Saturday, October 22, 2011

Guest Post-Pickled Tomatillos

Thanks for another great post, Leslie!

There are so many tomatillos at this time of year. Some I planted, many I didn't. My theory with them is that if you plant them in your garden one year, you'll have them for life. They are the most prolific self seeders in my garden.

I'm glad to have another way to use them. I'll be using my "Hinkelhatz" peppers for this recipe, which was my very best producing hot pepper this year.

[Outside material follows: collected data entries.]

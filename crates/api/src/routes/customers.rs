use axum::{
    extract::{Path, Query, State},
    http::StatusCode,
    Extension, Json,
};
use pharmacy_database::{
    Customer, CustomerInteraction, CustomerListEntry, NewInteraction, UpdateCustomerRequest,
};
use serde::{Deserialize, Serialize};
use utoipa::{IntoParams, ToSchema};

use crate::middleware::AdminContext;
use crate::services::customers::{self as customer_service, CustomerDetail};
use crate::util::Pagination;
use crate::{ApiError, AppState};

#[derive(Debug, Deserialize, IntoParams)]
#[into_params(parameter_in = Query)]
pub struct CustomerSearch {
    /// Matches email, first name, last name or phone.
    pub search: Option<String>,
}

#[derive(Debug, Serialize, ToSchema)]
pub struct CustomersResponse {
    pub customers: Vec<CustomerListEntry>,
    pub total: i64,
    pub page: u32,
    pub per_page: u32,
}

#[utoipa::path(
    get,
    path = "/api/admin/customers",
    tag = "Customers",
    security(("bearerAuth" = [])),
    params(CustomerSearch, Pagination),
    responses(
        (status = 200, description = "Customers, newest first", body = CustomersResponse),
        (status = 401, description = "Authentication required", body = crate::error::ErrorResponse)
    )
)]
pub async fn list_customers(
    State(state): State<AppState>,
    Query(search): Query<CustomerSearch>,
    Query(pagination): Query<Pagination>,
) -> Result<Json<CustomersResponse>, ApiError> {
    let search = search
        .search
        .as_deref()
        .map(str::trim)
        .filter(|s| !s.is_empty());
    let repo = state.customers();
    let (customers, total) = tokio::try_join!(
        repo.list(search, pagination.limit(), pagination.offset()),
        repo.count(search),
    )?;

    Ok(Json(CustomersResponse {
        customers,
        total,
        page: pagination.page(),
        per_page: pagination.per_page(),
    }))
}

#[utoipa::path(
    get,
    path = "/api/admin/customers/{id}",
    tag = "Customers",
    security(("bearerAuth" = [])),
    params(("id" = String, Path, description = "Customer public identifier")),
    responses(
        (status = 200, description = "Customer with orders, requests and interactions", body = CustomerDetail),
        (status = 404, description = "Customer not found", body = crate::error::ErrorResponse)
    )
)]
pub async fn get_customer(
    State(state): State<AppState>,
    Path(id): Path<String>,
) -> Result<Json<CustomerDetail>, ApiError> {
    let detail = customer_service::customer_detail(state.db_pool(), &id).await?;
    Ok(Json(detail))
}

#[utoipa::path(
    patch,
    path = "/api/admin/customers/{id}",
    tag = "Customers",
    security(("bearerAuth" = [])),
    params(("id" = String, Path, description = "Customer public identifier")),
    request_body = UpdateCustomerRequest,
    responses(
        (status = 200, description = "Customer updated", body = Customer),
        (status = 403, description = "Missing or invalid CSRF token", body = crate::error::ErrorResponse),
        (status = 404, description = "Customer not found", body = crate::error::ErrorResponse)
    )
)]
pub async fn update_customer(
    State(state): State<AppState>,
    Path(id): Path<String>,
    Json(request): Json<UpdateCustomerRequest>,
) -> Result<Json<Customer>, ApiError> {
    let customer = state.customers().update(&id, &request).await?;
    Ok(Json(customer))
}

#[utoipa::path(
    post,
    path = "/api/admin/customers/{id}/interactions",
    tag = "Customers",
    security(("bearerAuth" = [])),
    params(("id" = String, Path, description = "Customer public identifier")),
    request_body = NewInteraction,
    responses(
        (status = 201, description = "Interaction recorded", body = CustomerInteraction),
        (status = 400, description = "Empty summary", body = crate::error::ErrorResponse),
        (status = 404, description = "Customer not found", body = crate::error::ErrorResponse)
    )
)]
pub async fn add_interaction(
    State(state): State<AppState>,
    Extension(admin): Extension<AdminContext>,
    Path(id): Path<String>,
    Json(request): Json<NewInteraction>,
) -> Result<(StatusCode, Json<CustomerInteraction>), ApiError> {
    let interaction =
        customer_service::add_interaction(state.db_pool(), &id, &request, &admin.email).await?;
    Ok((StatusCode::CREATED, Json(interaction)))
}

I seem to have a real love/hate relationship with tomatillos. When they first start appearing in my CSA basket I am happy to see them. A batch of Salsa Verde, a pot of Mexican Chicken Soup all great! However, it is when they continue to show up in mass quantities. One person can only make and eat so much Salsa Verde. So being a person who loves all things pickled I was taken back when I saw pickled tomatillos as part of dish on a menu for a restaurant that was featuring a local menu. Could it be possible? Pickled tomatillos? Would my love of all things pickled come to an end once I tried to pickle them? So the quest to find a recipe began and was quickly satisfied with the recipe below from The Joy of Pickling. I adapted it slightly but was very happy with the results. I must say I am feeling more love than hate for the tomatillos that are appearing in my basket these days!  
Pickled Tomatillos
1 pound husked green tomatillos, washed
2 sweet or mild peppers, cut into strips or 1-inch squares
2 to 3 hot peppers (jalapeno or other types found in your csa basket) seeded and cut into pieces 
3 large garlic cloves, sliced
1 cup white wine vinegar 
1 cup water
2 tsp pickling salt 
1 tsp sugar (I like a real vinegar pickle so I omitted the sugar in mine) 
  1. Halve the tomatillos if they’re small, quarter them if they’re large. In a 1 quart jar, combine the tomatillos, peppers, and garlic. Bring the remaining ingredients to a boil in a nonreactive saucepan, and pour the hot liquid over the vegetables. Let the contents cool.
  2. Cover the jar tightly with a nonreactive cap, and refrigerate the pickles for about 1 week before eating them. They will keep, refrigerated, for at least 2 months. 
Makes 1 quart
Recipe adapted from The Joy of Pickling.